Running Shoe Hits its Stride With 3D Printing

A partnership between Brooks Running and HP results in an experimental shoe that raises the bar on performance and sustainability.

A partnership between Brooks Running and HP results in an experimental shoe that raises the bar on performance and sustainability.

Brooks Running’s Exhilarate-BL test sneaker raises the performance bar thanks to a 3D printed midsole built with HP Multi Jet Fusion technology. Image Courtesy of Brooks Running

As a manufacturer of high-end running shoes, Brooks Running is always chasing the latest in technology and materials innovation to gain a leg up on performance.
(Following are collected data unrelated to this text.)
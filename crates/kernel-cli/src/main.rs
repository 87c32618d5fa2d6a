//! ami-kernel CLI: parse, resolve and run IBIS-AMI models.
//!
//! This is the main entry point for the ami-kernel tool.

mod config;
mod orchestrator;
mod output;

use anyhow::{Context, Result};
use clap::{Parser, Subcommand};
use lib_ibis::{parse_ami_path, parse_ibs_path, resolve, FsSource};
use lib_types::ami::Corner;
use rayon::prelude::*;
use std::path::{Path, PathBuf};
use tracing_subscriber::{fmt, prelude::*, EnvFilter};

#[derive(Parser)]
#[command(name = "ami-kernel")]
#[command(author, version, about, long_about = None)]
struct Cli {
    /// Enable verbose output
    #[arg(short, long, action = clap::ArgAction::Count)]
    verbose: u8,

    /// Output format
    #[arg(short, long, default_value = "text")]
    format: OutputFormat,

    #[command(subcommand)]
    command: Commands,
}

#[derive(Clone, Copy, Debug, Default, clap::ValueEnum)]
pub enum OutputFormat {
    #[default]
    Text,
    Json,
}

/// Corner selection for `resolve`.
#[derive(Clone, Copy, Debug, clap::ValueEnum)]
enum CornerArg {
    Typ,
    Min,
    Max,
    All,
}

#[derive(Subcommand)]
enum Commands {
    /// Parse and validate an IBIS file
    ParseIbis {
        /// Path to the .ibs file
        file: PathBuf,
    },

    /// Parse and validate an AMI file
    ParseAmi {
        /// Path to the .ami file
        file: PathBuf,
    },

    /// Resolve an AMI file's parameters at one or all corners
    Resolve {
        /// Path to the .ami file
        file: PathBuf,

        /// Corner to resolve
        #[arg(short, long, default_value = "typ")]
        corner: CornerArg,
    },

    /// Load a model and run Init (and GetWave) against it
    Run {
        /// Path to the run configuration file
        #[arg(short, long)]
        config: PathBuf,

        /// Directory for CSV and JSON result files
        #[arg(short, long)]
        output: Option<PathBuf>,
    },
}

fn main() -> Result<()> {
    let cli = Cli::parse();

    // Initialize logging
    let filter = match cli.verbose {
        0 => "warn",
        1 => "info",
        2 => "debug",
        _ => "trace",
    };

    tracing_subscriber::registry()
        .with(fmt::layer().with_writer(std::io::stderr))
        .with(EnvFilter::try_from_default_env().unwrap_or_else(|_| EnvFilter::new(filter)))
        .init();

    match cli.command {
        Commands::ParseIbis { file } => parse_ibis(&file, cli.format)?,
        Commands::ParseAmi { file } => parse_ami(&file, cli.format)?,
        Commands::Resolve { file, corner } => resolve_ami(&file, corner, cli.format)?,
        Commands::Run { config, output } => run_model(&config, output.as_deref(), cli.format)?,
    }

    Ok(())
}

fn parse_ibis(file: &Path, format: OutputFormat) -> Result<()> {
    tracing::info!("Parsing IBIS file: {:?}", file);
    let ibis = parse_ibs_path(&FsSource, file)?;
    print!("{}", output::render_ibis(&ibis, format)?);
    Ok(())
}

fn parse_ami(file: &Path, format: OutputFormat) -> Result<()> {
    tracing::info!("Parsing AMI file: {:?}", file);
    let ami = parse_ami_path(&FsSource, file)?;
    print!("{}", output::render_ami(&ami, format)?);
    Ok(())
}

fn resolve_ami(file: &Path, corner: CornerArg, format: OutputFormat) -> Result<()> {
    let ami = parse_ami_path(&FsSource, file)?;
    let results: Vec<_> = match corner {
        CornerArg::All => Corner::ALL
            .par_iter()
            .map(|&c| (c, resolve(&ami.tree, c)))
            .collect(),
        CornerArg::Typ => vec![(Corner::Typ, resolve(&ami.tree, Corner::Typ))],
        CornerArg::Min => vec![(Corner::Min, resolve(&ami.tree, Corner::Min))],
        CornerArg::Max => vec![(Corner::Max, resolve(&ami.tree, Corner::Max))],
    };
    print!("{}", output::render_resolved(&results, format)?);

    if let Some((c, Err(e))) = results.iter().find(|(_, r)| r.is_err()) {
        anyhow::bail!("Resolution failed at corner {c}: {e}");
    }
    Ok(())
}

fn run_model(config_path: &Path, output_dir: Option<&Path>, format: OutputFormat) -> Result<()> {
    tracing::info!("Loading configuration from {:?}", config_path);

    let config = config::load_config(config_path)?;
    let orchestrator = orchestrator::Orchestrator::new(config);
    let results = orchestrator.run()?;

    print!("{}", output::render_results(&results, format)?);
    if let Some(dir) = output_dir {
        output::write_results(&results, dir)
            .with_context(|| format!("Failed to write results to {:?}", dir))?;
        tracing::info!("Results written to {:?}", dir);
    }
    Ok(())
}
Its latest sprint comes through an expanded partnership with HP to leverage 3D printing to fine-tune the performance of the shoe based on runner data.
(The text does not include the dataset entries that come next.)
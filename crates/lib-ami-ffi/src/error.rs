//! Error types for AMI FFI operations.

use lib_ibis::ParseError;
use lib_types::ami::SessionState;
use thiserror::Error;

/// Boxed error from a dynamic-loader implementation.
pub type BoxError = Box<dyn std::error::Error + Send + Sync>;

fn with_message(message: &Option<String>) -> String {
    match message {
        Some(m) if !m.is_empty() => format!(": {m}"),
        _ => String::new(),
    }
}

/// Errors that can occur during AMI model operations.
#[derive(Debug, Error)]
pub enum AmiError {
    /// The shared library could not be opened.
    #[error("Failed to load library '{path}': {source}")]
    LoadFailure {
        path: String,
        #[source]
        source: BoxError,
    },

    /// Required symbol not found in library.
    #[error("Symbol '{symbol}' not found in library '{path}'")]
    SymbolNotFound { path: String, symbol: String },

    /// AMI_Init returned an error.
    #[error("AMI_Init failed with code {code}{}", with_message(.message))]
    InitFailed { code: i64, message: Option<String> },

    /// AMI_GetWave returned an error. The model's parameter text, if any,
    /// is kept as the message.
    #[error("AMI_GetWave failed with code {code}{}", with_message(.message))]
    GetWaveFailed { code: i64, message: Option<String> },

    /// AMI_Resolve returned an error.
    #[error("AMI_Resolve failed with code {code}{}", with_message(.message))]
    ResolveFailed { code: i64, message: Option<String> },

    /// AMI_Close returned an error.
    #[error("AMI_Close failed with code {code}")]
    CloseFailed { code: i64 },

    /// Buffer lengths disagree with each other or with the paired Init.
    /// Raised before any native call.
    #[error("Shape mismatch in {operation}: {reason}")]
    ShapeMismatch {
        operation: &'static str,
        reason: String,
    },

    /// Call issued out of protocol order. No native call was made.
    #[error("Cannot {operation} a session in state {actual}")]
    InvalidState {
        operation: &'static str,
        actual: SessionState,
    },

    /// The model wrote past the end of a buffer it was given.
    #[error("Buffer overrun detected: model '{model}' wrote beyond allocated {size} samples")]
    BufferOverrun {
        model: String,
        size: usize,
        detected_index: Option<usize>,
    },

    /// Invalid parameter.
    #[error("Invalid parameter '{name}': {reason}")]
    InvalidParameter { name: String, reason: String },

    /// Operation not supported by this model.
    #[error("Operation '{operation}' not supported by model")]
    NotSupported { operation: String },

    /// Parameter text could not be parsed.
    #[error(transparent)]
    Parse(#[from] ParseError),

    /// An operation failed and the close that followed failed too.
    #[error("{primary} (AMI_Close afterwards also failed: {secondary})")]
    CloseAfterFailure {
        #[source]
        primary: Box<AmiError>,
        secondary: Box<AmiError>,
    },
}

impl AmiError {
    /// Create a load failure.
    pub fn load_failure(path: impl Into<String>, source: impl Into<BoxError>) -> Self {
        Self::LoadFailure {
            path: path.into(),
            source: source.into(),
        }
    }

    /// Create a symbol not found error.
    pub fn symbol_not_found(path: impl Into<String>, symbol: impl Into<String>) -> Self {
        Self::SymbolNotFound {
            path: path.into(),
            symbol: symbol.into(),
        }
    }

    /// Create a shape mismatch error.
    pub fn shape_mismatch(operation: &'static str, reason: impl Into<String>) -> Self {
        Self::ShapeMismatch {
            operation,
            reason: reason.into(),
        }
    }

    /// Create an invalid state error.
    pub fn invalid_state(operation: &'static str, actual: SessionState) -> Self {
        Self::InvalidState { operation, actual }
    }

    /// Whether the session can no longer be used after this error.
    pub fn is_fatal(&self) -> bool {
        matches!(
            self,
            Self::InitFailed { .. } | Self::BufferOverrun { .. } | Self::LoadFailure { .. }
        ) || matches!(self, Self::CloseAfterFailure { primary, .. } if primary.is_fatal())
    }

    /// The first failure, looking through a recorded close failure.
    pub fn primary(&self) -> &AmiError {
        match self {
            Self::CloseAfterFailure { primary, .. } => primary.primary(),
            other => other,
        }
    }

    /// Diagnostic text the model produced, if any.
    pub fn message(&self) -> Option<&str> {
        match self.primary() {
            Self::InitFailed { message, .. }
            | Self::GetWaveFailed { message, .. }
            | Self::ResolveFailed { message, .. } => message.as_deref(),
            _ => None,
        }
    }
}

/// Result type for AMI operations.
pub type AmiResult<T> = Result<T, AmiError>;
The new Exhilarate-BL shoe, part of the footwear brand’s BlueLine Lab program, features 3DNA, a 3D printed midsole technology that delivers a bouncy feel that propels the runner forward with ease. HP’s Multi Jet Fusion 3D printing technology enabled the midsole to be optimized at a millimeter level to bolster the shoe’s performance—a technique that would not be possible with traditional manufacturing methods, according to Nikhil Jain, director of footwear PLM and the Blueline Labs program at Brooks Running.

HP’s 3D printing capabilities, combined with Brooks Running’s years of accumulated knowledge of runners’ needs and unique running styles, came together in this project. “We bring biomechanical research, decades of running experience, and the knowledge of how to build shoes,” Jain explains. “HP’s 3D printing capabilities gives us the ability to finetune and manipulate changes to lattice structures close to the millimeter level to optimize our footware. This helps us truly bring our Northstar vision of allowing each individual to experience their best run to life.“

The design for the Exhilarate-BL shoe is based on runners’ data, although not a one-to-one match to create a custom pair for a specific individual. HP and Brooks Running used years of accumulated data to design and tune shoe models based on groups of sizes so that each category has the optimal cushioning and spring for every stride.  Over the course of years, Brooks Running has collected data on runners—for example, on cadence, weight, and the force with which the foot hits the ground—which is then leveraged to create individual designs to represent different underfoot experiences. Brooks Running also took the lead on the design elements for the external sidewall of the midsole lattice structure to comply with its “crafted beauty” differentiation strategy, Jain says.

HP’s Multi Jet Fusion technology provides a number of advantages, including extremely high fidelity in terms of the ability to finetune results. “You can really leverage data well through the system, and once you identify a formula, it’s easily repeatable and consistent, which is absolutely critical when building running shoes,” Jain says.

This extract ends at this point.